At that moment, he looked up and stared through the door. His gaze came to rest on me standing at the nurses’ station. I froze in my tracks. Should I run away? It was too late now. Here he came toward me.
He stopped. “Hey, Ruby,” he murmured. “I want to apologize for the other night if me and my boys made you uncomfortable at the diner. I know it was probably a shock seeing me there. If you don’t want me coming into the diner again, I won’t. I don’t want to make you nervous or anything.”
His words snapped me out of my trance. “No, it’s okay. You’re welcome to come into the diner. You did surprise me, and I’m sorry if I was rude. I didn’t know how to handle it.” What in the world made me say that? I should have said, yeah, I didn’t want him coming around. That would have been the smart move to make.
He broke into a grin. “You and me both.”
I jumped. “Hey! I’ve got that money you left.” I dug into my handbag and pulled out the two fifty-dollar bills. “Here. I can’t accept this. It’s way too much.”
“You keep it,” he told me. “You need it a lot more than I do.”
I stood there like a fool with the money burning a hole in my palm. I couldn’t take it back, but he wouldn’t touch it. “I’m serious. It’s…. it’s…..”
“It’s what?”
I bowed my head. I shouldn’t even say it. “It’s gang money.”

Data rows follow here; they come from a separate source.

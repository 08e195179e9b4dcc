use std::fmt;
use std::net::SocketAddr;

use async_trait::async_trait;
use http::header::CONTENT_TYPE;
use http::{HeaderValue, StatusCode};
use http_body_util::{combinators::BoxBody, BodyExt, Full};
use hyper::body::{Bytes, Incoming};
use hyper::{Request, Response};

use crate::error::Result;

pub type RespBody = BoxBody<Bytes, hyper::Error>;

/// Protocol spoken by a listener
#[derive(Debug, Clone, Copy, PartialEq, Eq, Hash)]
pub enum Scheme {
    Http,
    Https,
}

impl Scheme {
    pub fn as_str(&self) -> &'static str {
        match self {
            Scheme::Http => "http",
            Scheme::Https => "https",
        }
    }
}

impl fmt::Display for Scheme {
    fn fmt(&self, f: &mut fmt::Formatter<'_>) -> fmt::Result {
        f.write_str(self.as_str())
    }
}

/// A bound listener of a running host
#[derive(Debug, Clone, Copy, PartialEq, Eq)]
pub struct ListenerInfo {
    pub scheme: Scheme,
    pub addr: SocketAddr,
}

/// Listeners of a host, as seen by startup listeners and endpoints
#[derive(Debug, Clone, Default)]
pub struct HostInfo {
    pub listeners: Vec<ListenerInfo>,
    /// Secure port plaintext clients are pointed at when confidentiality is required
    pub redirect_port: Option<u16>,
}

impl HostInfo {
    /// First port bound for `scheme`
    pub fn port(&self, scheme: Scheme) -> Option<u16> {
        self.listeners.iter().find(|l| l.scheme == scheme).map(|l| l.addr.port())
    }

    pub fn ports(&self) -> Vec<u16> {
        self.listeners.iter().map(|l| l.addr.port()).collect()
    }

    pub fn serves_port(&self, port: u16) -> bool {
        self.listeners.iter().any(|l| l.addr.port() == port)
    }
}

/// Per-request routing information handed to an endpoint
#[derive(Debug, Clone)]
pub struct RequestContext {
    pub scheme: Scheme,
    pub local_addr: SocketAddr,
    pub peer: SocketAddr,
    /// Mount point of the endpoint, "" or "/prefix"
    pub context_path: String,
    /// Request path below the context path, always starting with '/'
    pub path_within: String,
}

/// Request handler mounted under a path prefix of a host
#[async_trait]
pub trait Endpoint: Send + Sync {
    async fn handle(&self, req: Request<Incoming>, ctx: RequestContext) -> Response<RespBody>;
}

/// Hook run once by the host after binding its listeners and before serving
pub trait StartupListener: Send + Sync {
    fn on_startup(&self, host: &HostInfo) -> Result<()>;
}

pub fn full_body(bytes: impl Into<Bytes>) -> RespBody {
    Full::new(bytes.into()).map_err(|never| match never {}).boxed()
}

/// Response with a fixed status, content type and body
pub fn synthetic_response(
    status: StatusCode,
    content_type: &'static str,
    body: impl Into<Bytes>,
) -> Response<RespBody> {
    let mut resp = Response::new(full_body(body));
    *resp.status_mut() = status;
    resp.headers_mut().insert(CONTENT_TYPE, HeaderValue::from_static(content_type));
    resp
}

/// Plain-text response carrying the canonical reason of `status`
pub fn status_response(status: StatusCode) -> Response<RespBody> {
    synthetic_response(
        status,
        "text/plain; charset=utf-8",
        status.canonical_reason().unwrap_or("").to_string(),
    )
}

/// JSON response, falling back to 500 when `value` cannot be serialized
pub fn json_response<T: serde::Serialize>(status: StatusCode, value: &T) -> Response<RespBody> {
    match serde_json::to_vec(value) {
        Ok(body) => synthetic_response(status, "application/json", body),
        Err(_) => status_response(StatusCode::INTERNAL_SERVER_ERROR),
    }
}
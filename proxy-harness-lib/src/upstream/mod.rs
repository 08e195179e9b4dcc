mod echo;

use std::net::SocketAddr;
use std::sync::Arc;
use std::time::Duration;

use tracing::info;

use crate::config::{KeystoreConfig, TimeoutConfig};
use crate::error::{HarnessError, Result};
use crate::host::{HostServer, Scheme};
use crate::identity::TlsIdentity;
use crate::readiness::{wait_until_reachable, ProbePolicy};

pub use echo::{EchoEndpoint, EchoReply};

/// How to start an [`UpstreamServer`]
#[derive(Debug, Clone)]
pub struct UpstreamOptions {
    /// Serve over TLS with an in-memory identity
    pub tls: bool,
    /// Fixed port, ephemeral when None
    pub port: Option<u16>,
    pub keystore: KeystoreConfig,
    pub timeouts: TimeoutConfig,
}

impl Default for UpstreamOptions {
    fn default() -> Self {
        Self {
            tls: false,
            port: None,
            keystore: KeystoreConfig::default(),
            timeouts: TimeoutConfig::default(),
        }
    }
}

/// Echo test double that proxied requests end up at
pub struct UpstreamServer {
    host: HostServer,
    addr: SocketAddr,
    identity: Option<TlsIdentity>,
    shutdown_limit: Duration,
}

impl UpstreamServer {
    /// Starts the echo upstream and waits until it accepts connections
    pub async fn start(options: UpstreamOptions) -> Result<Self> {
        let port = options.port.unwrap_or(0);
        let mut host = HostServer::new();
        host.set_tls_handshake_timeout(options.timeouts.tls_handshake());
        host.add_endpoint("", Arc::new(EchoEndpoint));

        let identity = if options.tls {
            let identity = TlsIdentity::ephemeral(
                &options.keystore.alias,
                options.keystore.format,
                &options.keystore.subject_alt_names,
            )?;
            host.add_secure_connector(port, identity.clone());
            Some(identity)
        } else {
            host.set_port(port);
            None
        };

        host.start()
            .await
            .map_err(|e| HarnessError::Startup(format!("echo upstream: {e}")))?;

        let scheme = if options.tls { Scheme::Https } else { Scheme::Http };
        let addr = host
            .info()
            .and_then(|info| info.listeners.iter().find(|l| l.scheme == scheme))
            .map(|l| l.addr)
            .ok_or_else(|| HarnessError::Startup("echo upstream has no listener".to_string()))?;

        let mut server = Self {
            host,
            addr,
            identity,
            shutdown_limit: options.timeouts.shutdown(),
        };
        if let Err(e) = wait_until_reachable(addr, ProbePolicy::from_timeouts(&options.timeouts)).await {
            server.host.stop();
            return Err(e);
        }
        info!(%addr, tls = options.tls, "echo upstream started");
        Ok(server)
    }

    pub fn port(&self) -> u16 {
        self.addr.port()
    }

    pub fn addr(&self) -> SocketAddr {
        self.addr
    }

    pub fn is_tls(&self) -> bool {
        self.identity.is_some()
    }

    /// Identity presented by a TLS upstream
    pub fn identity(&self) -> Option<&TlsIdentity> {
        self.identity.as_ref()
    }

    pub fn is_running(&self) -> bool {
        self.host.is_running()
    }

    /// Stops the upstream and waits for its connections to drain. Idempotent.
    pub async fn stop(&mut self) -> Result<()> {
        if !self.host.is_running() {
            return Ok(());
        }
        self.host.stop();
        self.host.await_termination(self.shutdown_limit).await?;
        info!(addr = %self.addr, "echo upstream stopped");
        Ok(())
    }
}
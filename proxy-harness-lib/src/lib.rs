#![forbid(unsafe_code)]

pub mod client;
pub mod config;
pub mod error;
pub mod host;
pub mod identity;
pub mod port;
pub mod proxy;
pub mod readiness;
pub mod session;
pub mod telemetry;
pub mod tls;
pub mod upstream;

pub use client::ProxyClient;
pub use config::{load_from_path, SessionConfig};
pub use error::{HarnessError, Result};
pub use host::{Endpoint, HostServer, StartupListener};
pub use identity::{IdentityProvisioner, KeyStore, KeystoreFormat, KeystoreSettings, TlsIdentity};
pub use port::PortAllocator;
pub use proxy::ProxyEndpoint;
pub use session::{Session, SessionPorts, SessionState, TeardownReport, TeardownStep};
pub use upstream::{UpstreamOptions, UpstreamServer};
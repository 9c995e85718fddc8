//! API route definitions.

use axum::http::{Method, header};
use axum::{
    Router,
    routing::{get, post},
};
use tower_http::cors::{Any, CorsLayer};
use tower_http::trace::{DefaultMakeSpan, DefaultOnRequest, DefaultOnResponse, TraceLayer};
use tracing::Level;

use super::error::ApiError;
use super::handlers;
use super::state::AppState;

/// Create the application router.
pub fn create_router(state: AppState) -> Router {
    // Permissive CORS for local development: the dashboard frontend may be
    // served from a different local port.
    let cors = CorsLayer::new()
        .allow_origin(Any)
        .allow_methods([Method::GET, Method::POST, Method::OPTIONS])
        .allow_headers([header::CONTENT_TYPE]);

    let trace_layer = TraceLayer::new_for_http()
        .make_span_with(DefaultMakeSpan::new().level(Level::DEBUG))
        .on_request(DefaultOnRequest::new().level(Level::DEBUG))
        .on_response(DefaultOnResponse::new().level(Level::DEBUG));

    let api_routes = Router::new()
        .route("/list", get(handlers::list_records))
        .route("/stream", get(handlers::stream_records))
        .route("/submit", post(handlers::submit_message))
        .route("/health", get(handlers::health))
        .with_state(state);

    Router::new()
        .nest("/api", api_routes)
        .fallback(fallback)
        .layer(cors)
        .layer(trace_layer)
}

/// Uniform JSON 404 for anything outside the API surface.
async fn fallback() -> ApiError {
    ApiError::not_found("Not found")
}
//! Read access to the agent's SQLite store.
//!
//! The external agent process owns this database and writes messages,
//! activity events, and the channel registry into it. The dashboard only
//! reads; the insert helpers below exist for test seeding and tooling.

use std::path::{Path, PathBuf};
use std::str::FromStr;

use anyhow::{Context, Result};
use sqlx::sqlite::{SqliteConnectOptions, SqlitePool, SqlitePoolOptions};

/// Schema matching what the agent writer creates. `CREATE IF NOT EXISTS`
/// keeps opening the dashboard before the agent's first run harmless.
const SCHEMA: &str = r#"
CREATE TABLE IF NOT EXISTS channels (
    id TEXT PRIMARY KEY,
    name TEXT NOT NULL,
    folder TEXT UNIQUE NOT NULL
);

CREATE TABLE IF NOT EXISTS messages (
    id TEXT PRIMARY KEY,
    channel_id TEXT NOT NULL,
    content TEXT NOT NULL,
    is_bot INTEGER NOT NULL DEFAULT 0,
    agent_name TEXT,
    timestamp TEXT NOT NULL
);

CREATE INDEX IF NOT EXISTS idx_messages_channel_ts ON messages(channel_id, timestamp);

CREATE TABLE IF NOT EXISTS activity (
    id TEXT PRIMARY KEY,
    channel_folder TEXT NOT NULL,
    kind TEXT NOT NULL CHECK(kind IN ('message', 'task_run')),
    content TEXT,
    sender_name TEXT,
    task_prompt TEXT,
    status TEXT,
    duration_ms INTEGER,
    timestamp TEXT NOT NULL
);

CREATE INDEX IF NOT EXISTS idx_activity_folder_ts ON activity(channel_folder, timestamp);
"#;

/// A registered channel: a physical id (assigned by the transport the agent
/// speaks) plus the folder name used for its filesystem queue.
#[derive(Debug, Clone, sqlx::FromRow)]
pub struct Channel {
    pub id: String,
    pub name: String,
    pub folder: String,
}

/// Raw chat message row.
#[derive(Debug, Clone, sqlx::FromRow)]
pub struct MessageRow {
    pub id: String,
    pub channel_id: String,
    pub content: String,
    pub is_bot: bool,
    pub agent_name: Option<String>,
    pub timestamp: String,
}

/// Raw activity row.
#[derive(Debug, Clone, sqlx::FromRow)]
pub struct ActivityRow {
    pub id: String,
    pub channel_folder: String,
    pub kind: String,
    pub content: Option<String>,
    pub sender_name: Option<String>,
    pub task_prompt: Option<String>,
    pub status: Option<String>,
    pub duration_ms: Option<i64>,
    pub timestamp: String,
}

/// Connection to the agent store.
#[derive(Debug, Clone)]
pub struct Database {
    pool: SqlitePool,
    path: PathBuf,
}

impl Database {
    /// Open (or create) the store at the given path.
    pub async fn open(path: &Path) -> Result<Self> {
        if let Some(parent) = path.parent() {
            std::fs::create_dir_all(parent)
                .with_context(|| format!("creating store directory: {}", parent.display()))?;
        }

        let database_url = format!("sqlite://{}?mode=rwc", path.display());

        let options = SqliteConnectOptions::from_str(&database_url)
            .context("parsing database URL")?
            .create_if_missing(true)
            .journal_mode(sqlx::sqlite::SqliteJournalMode::Wal)
            .busy_timeout(std::time::Duration::from_secs(30));

        let pool = SqlitePoolOptions::new()
            .max_connections(3)
            .connect_with(options)
            .await
            .with_context(|| format!("connecting to store: {}", path.display()))?;

        let db = Self {
            pool,
            path: path.to_path_buf(),
        };
        db.initialize_schema().await?;

        Ok(db)
    }

    /// Open an in-memory store (tests).
    pub async fn in_memory() -> Result<Self> {
        let options = SqliteConnectOptions::from_str("sqlite::memory:")
            .context("parsing in-memory database URL")?;

        // A single connection keeps every query on the same in-memory database.
        let pool = SqlitePoolOptions::new()
            .max_connections(1)
            .connect_with(options)
            .await
            .context("connecting to in-memory store")?;

        let db = Self {
            pool,
            path: PathBuf::from(":memory:"),
        };
        db.initialize_schema().await?;

        Ok(db)
    }

    async fn initialize_schema(&self) -> Result<()> {
        sqlx::raw_sql(SCHEMA)
            .execute(&self.pool)
            .await
            .context("initializing store schema")?;
        Ok(())
    }

    /// Get a reference to the connection pool.
    pub fn pool(&self) -> &SqlitePool {
        &self.pool
    }

    /// Get the database file path.
    pub fn path(&self) -> &Path {
        &self.path
    }

    /// Close the connection pool.
    pub async fn close(&self) {
        self.pool.close().await;
    }

    /// Check that the store answers queries.
    pub async fn is_healthy(&self) -> bool {
        sqlx::query("SELECT 1").fetch_one(&self.pool).await.is_ok()
    }

    /// Look up a channel by its queue folder name.
    pub async fn find_channel_by_folder(&self, folder: &str) -> Result<Option<Channel>> {
        sqlx::query_as::<_, Channel>("SELECT id, name, folder FROM channels WHERE folder = ?")
            .bind(folder)
            .fetch_optional(&self.pool)
            .await
            .context("looking up channel")
    }

    /// Latest messages for a channel, newest-first.
    pub async fn recent_messages(&self, channel_id: &str, limit: i64) -> Result<Vec<MessageRow>> {
        sqlx::query_as::<_, MessageRow>(
            r#"
            SELECT id, channel_id, content, is_bot, agent_name, timestamp
            FROM messages
            WHERE channel_id = ?
            ORDER BY timestamp DESC
            LIMIT ?
            "#,
        )
        .bind(channel_id)
        .bind(limit)
        .fetch_all(&self.pool)
        .await
        .context("fetching recent messages")
    }

    /// Latest activity for a channel folder, newest-first.
    pub async fn recent_activity(&self, folder: &str, limit: i64) -> Result<Vec<ActivityRow>> {
        sqlx::query_as::<_, ActivityRow>(
            r#"
            SELECT id, channel_folder, kind, content, sender_name, task_prompt,
                   status, duration_ms, timestamp
            FROM activity
            WHERE channel_folder = ?
            ORDER BY timestamp DESC
            LIMIT ?
            "#,
        )
        .bind(folder)
        .bind(limit)
        .fetch_all(&self.pool)
        .await
        .context("fetching recent activity")
    }

    /// Register a channel. Used by tests and setup tooling.
    pub async fn register_channel(&self, id: &str, name: &str, folder: &str) -> Result<()> {
        sqlx::query(
            r#"
            INSERT INTO channels (id, name, folder) VALUES (?, ?, ?)
            ON CONFLICT(id) DO UPDATE SET name = excluded.name, folder = excluded.folder
            "#,
        )
        .bind(id)
        .bind(name)
        .bind(folder)
        .execute(&self.pool)
        .await
        .context("registering channel")?;
        Ok(())
    }

    /// Insert a chat message. Used by tests and setup tooling.
    pub async fn insert_message(&self, row: &MessageRow) -> Result<()> {
        sqlx::query(
            r#"
            INSERT INTO messages (id, channel_id, content, is_bot, agent_name, timestamp)
            VALUES (?, ?, ?, ?, ?, ?)
            "#,
        )
        .bind(&row.id)
        .bind(&row.channel_id)
        .bind(&row.content)
        .bind(row.is_bot)
        .bind(&row.agent_name)
        .bind(&row.timestamp)
        .execute(&self.pool)
        .await
        .context("inserting message")?;
        Ok(())
    }

    /// Insert an activity event. Used by tests and setup tooling.
    pub async fn insert_activity(&self, row: &ActivityRow) -> Result<()> {
        sqlx::query(
            r#"
            INSERT INTO activity (id, channel_folder, kind, content, sender_name,
                                  task_prompt, status, duration_ms, timestamp)
            VALUES (?, ?, ?, ?, ?, ?, ?, ?, ?)
            "#,
        )
        .bind(&row.id)
        .bind(&row.channel_folder)
        .bind(&row.kind)
        .bind(&row.content)
        .bind(&row.sender_name)
        .bind(&row.task_prompt)
        .bind(&row.status)
        .bind(row.duration_ms)
        .bind(&row.timestamp)
        .execute(&self.pool)
        .await
        .context("inserting activity event")?;
        Ok(())
    }
}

I expected him to take offense, but he only burst out laughing. “Is that what you’re worried about? Call it compensation for that jackass throwing his food all over your shoes. Buy yourself a new pair of shoes and call it even.”
I waved the bills at him. “You really won’t take it back?”
“Nope.” He squared his shoulders, but his eye twinkled with fun. “If that’s the kind of asshole you have to deal with in that job, then consider
this my way of evening the score. I want you to have it, so keep it. There’s no obligation or anything. I don’t expect you to take my phone number in exchange if that’s what you’re worried about.”
My arm falls to my side. “All right. If you feel that way.”
I tucked the bills back into my handbag, right next to the hospital invoice. How convenient. Just when I really need money, Eli came along and gave me some. How did that happen?
He glanced around the ward. “What are you doing here, anyway? Are you visiting someone?”
“My dad. He had a health scare with his diabetes.”
His eyebrows flew up. “Yeah? Is he all right?”
“He’s fine. I just need to take more of an active part in managing his care. He’s not as compos mentis as he used to be, you know?”
He nodded. He didn’t make a joke out of it, thank God. “I’m sorry to hear that. That’s gotta be tough on you.”
“Well, that’s my job. That’s why I moved back here from San Diego when my mom died. I knew he needed help, so that’s what I’m doing. I was just thinking I need to change my schedule at the diner to the night shift so I can work from home during the day. So if you come into the diner, I’ll probably be there.”
He cocked his head. “You were working the night shift when I saw you there last time.”
“I was just filling in for someone. Usually, I work from home at night. I got my accounting degree at San Diego State and now I freelance online.”
“Wow,” he remarked. “You really did something with your life, didn’t you?” He glanced down at his jacket. “Unlike me.”
I didn’t know what to say. “Anyway, I guess I’ll see you around sometime.”
He brightened up. “I hope so.”
I turned away. Only then did I notice that Christopher wasn’t with me. He stood down the hall reading the notices on the bulletin board. When I checked over my shoulder, Eli was halfway down the ward on his way to the elevator. He waved to me before he turned the corner.